3L Ryan Hart

3L Ryan Hart
Hometown: Harrisburg, PA
Post-Graduate Employment: Young Conaway Stargatt & Taylor, LLP, Wilmington, DE

Ryan Hart credits a corporate law course he took at Dickinson Law with steering him toward a new career he’ll begin upon graduation. Come September, Hart—who studied history at Shenandoah University, West Virginia—will begin work as an associate in the business planning and transactions practice group at Young Conaway Stargatt & Taylor, LLP, Wilmington, Delaware. Before he started law school, Hart thought he’d end up practicing insurance law.

“I’ve had a lot of really great professors, but Professor Lance Cole and Professor Camille Marion both stand out,” Hart said. “I wasn’t sure that I wanted to pursue a career in corporate law until I took courses with Professor Cole. He’s a really great professor, and he knows the subject matter inside and out. I also took Professor Marion’s Legal Writing course, and she helped me hone my writing skills. She also helped me a lot when I was navigating the interview process with firms.”
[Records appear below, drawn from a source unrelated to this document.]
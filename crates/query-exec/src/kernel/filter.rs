//! `filter` (spec §4.4). No `filter.go`/`filter_test.go` ships in this
//! pack's `original_source`; the row-predicate shape below is grounded
//! on `query_core::RowPredicateFn` and this crate's own push-down
//! contract, not on the original implementation.
//!
//! Reached only when push-down couldn't fuse the predicate into `from`
//! (e.g. the filter sits past an aggregate); otherwise `from` already
//! applies it at the storage layer and this kernel never runs for
//! that procedure.

use query_core::{Block, Result, RowPredicateFn};

use crate::dataset::Dataset;
use crate::kernel::{copy_row_cell, Transformation};

pub struct FilterTransformation {
    predicate: RowPredicateFn,
}

impl FilterTransformation {
    pub fn new(predicate: RowPredicateFn) -> Self {
        Self { predicate }
    }
}

impl Transformation for FilterTransformation {
    fn process(&mut self, block: &Block, dataset: &mut Dataset) -> Result<()> {
        let builder = dataset.builder_for(block.bounds(), block.tags().clone());
        if builder.is_schema_empty() {
            for col in block.cols() {
                builder.add_col(col.clone());
            }
        }
        for row in 0..block.num_rows() {
            if self.predicate.eval(row, block)? {
                for (idx, meta) in block.cols().iter().enumerate() {
                    copy_row_cell(builder, idx, meta, block, row)?;
                }
            }
        }
        Ok(())
    }
}

#[cfg(test)]
mod tests {
    use std::sync::Arc;

    use query_core::{Allocator, Bounds, RowReader, Time, TriggerSpec};

    use super::*;
    use crate::testutil::float_block;

    #[test]
    fn keeps_only_rows_matching_the_predicate() {
        let mut ds = Dataset::new(Arc::new(Allocator::unlimited()), TriggerSpec::AfterWatermark);
        let value_col = 1;
        let predicate = RowPredicateFn::new(move |row, reader: &dyn RowReader| {
            Ok(reader.get_float(value_col, row).unwrap_or(0.0) > 5.0)
        });
        let mut xf = FilterTransformation::new(predicate);
        let bounds = Bounds::new(Time(0), Time(10));
        let block = float_block(bounds, "a", &[(1, 3.0), (2, 7.0), (3, 9.0)]);
        xf.process(&block, &mut ds).unwrap();
        let out = ds.drain_all();
        assert_eq!(out[0].column(1).as_floats().unwrap(), &[7.0, 9.0]);
    }
}
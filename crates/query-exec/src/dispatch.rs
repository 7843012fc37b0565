//! Concurrency primitives for the dataflow (spec §4.5, §5).
//!
//! Each node in the physical plan gets its own dedicated tokio task and
//! a bounded `mpsc` mailbox per incoming edge (so a node with two
//! parents has two mailboxes, never a shared one — preserving FIFO
//! order per edge without a hand-rolled scheduler). A single
//! `tokio::sync::Semaphore`, sized by the plan's `ResourceLimits`, caps
//! how many `Transformation::process` calls run concurrently across the
//! whole graph; a node's task acquires a permit before processing a
//! block and releases it before blocking on its next `recv`.

use std::sync::Arc;

use tokio::sync::{mpsc, Semaphore};

use query_core::Block;

pub const MAILBOX_CAPACITY: usize = 64;

/// One end of a node-to-node edge. Each downstream node owns one
/// `Mailbox` per parent.
pub type Mailbox = mpsc::Receiver<Block>;
pub type MailboxSender = mpsc::Sender<Block>;

pub fn edge_channel() -> (MailboxSender, Mailbox) {
    mpsc::channel(MAILBOX_CAPACITY)
}

/// Shared concurrency budget. `unbounded` picks a generous permit count
/// rather than an actual unbounded semaphore, since `Semaphore` has no
/// such mode and a very large bound behaves the same in practice.
#[derive(Clone)]
pub struct ConcurrencyLimiter {
    semaphore: Arc<Semaphore>,
}

impl ConcurrencyLimiter {
    pub fn new(permits: usize) -> Self {
        Self {
            semaphore: Arc::new(Semaphore::new(permits.max(1))),
        }
    }

    pub fn unbounded() -> Self {
        Self::new(4096)
    }

    pub async fn acquire(&self) -> tokio::sync::OwnedSemaphorePermit {
        self.semaphore
            .clone()
            .acquire_owned()
            .await
            .expect("semaphore is never closed")
    }
}

#[cfg(test)]
mod tests {
    use super::*;
    use query_core::{Bounds, Time};

    #[tokio::test]
    async fn edge_channel_preserves_fifo_order() {
        let (tx, mut rx) = edge_channel();
        let block_of = |start: i64| crate::testutil::float_block(Bounds::new(Time(start), Time(start + 1)), "a", &[]);
        tx.send(block_of(0)).await.unwrap();
        tx.send(block_of(1)).await.unwrap();
        let first = rx.recv().await.unwrap();
        let second = rx.recv().await.unwrap();
        assert_eq!(first.bounds().start, Time(0));
        assert_eq!(second.bounds().start, Time(1));
    }

    #[tokio::test]
    async fn limiter_caps_concurrent_permits() {
        let limiter = ConcurrencyLimiter::new(1);
        let _first = limiter.acquire().await;
        let second = tokio::time::timeout(std::time::Duration::from_millis(20), limiter.acquire()).await;
        assert!(second.is_err(), "a second acquire should block while the only permit is held");
    }
}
Hart explained that after college, he worked in the insurance industry and had planned to try and find a job related to insurance after law school. “I still find insurance law to be really interesting (I’m not sure many people say that!), but I enjoyed my business law classes and my experiences working on corporate matters at my firm during the summer, so I decided that I wanted to start my career doing corporate work,” he said.

Hart has an optimistic attitude about what awaits him upon graduation. “I think that a career in law is a career that gives you so many options. Dickinson Law gives you a wide range of skills that can prepare you for many opportunities down the road,” Hart said.

He offers sage advice to anyone contemplating the rigors of law school. “I had the opportunity to go to law school right out of undergrad, but I chose to get a job and study a bit more for the LSAT. If anyone is unsure about whether to jump into law school right after undergrad, I would 100 percent recommend working for a bit for two reasons,” Hart said. “First, it’s much easier to transition from a full-time job to law school than it is to transition from undergrad to law school. It’s important to put in a lot of time in law school, and if you are used to long workweeks, then it won’t be difficult to put in those long hours for law school. Second, prior job experience leads to great conversations during interviews. While some employers will care only about grades, many employers like to see that you’ve held a job before and have done well at it. Being able to talk about these experiences during interviews will help distinguish you from the many otherwise-qualified law students.”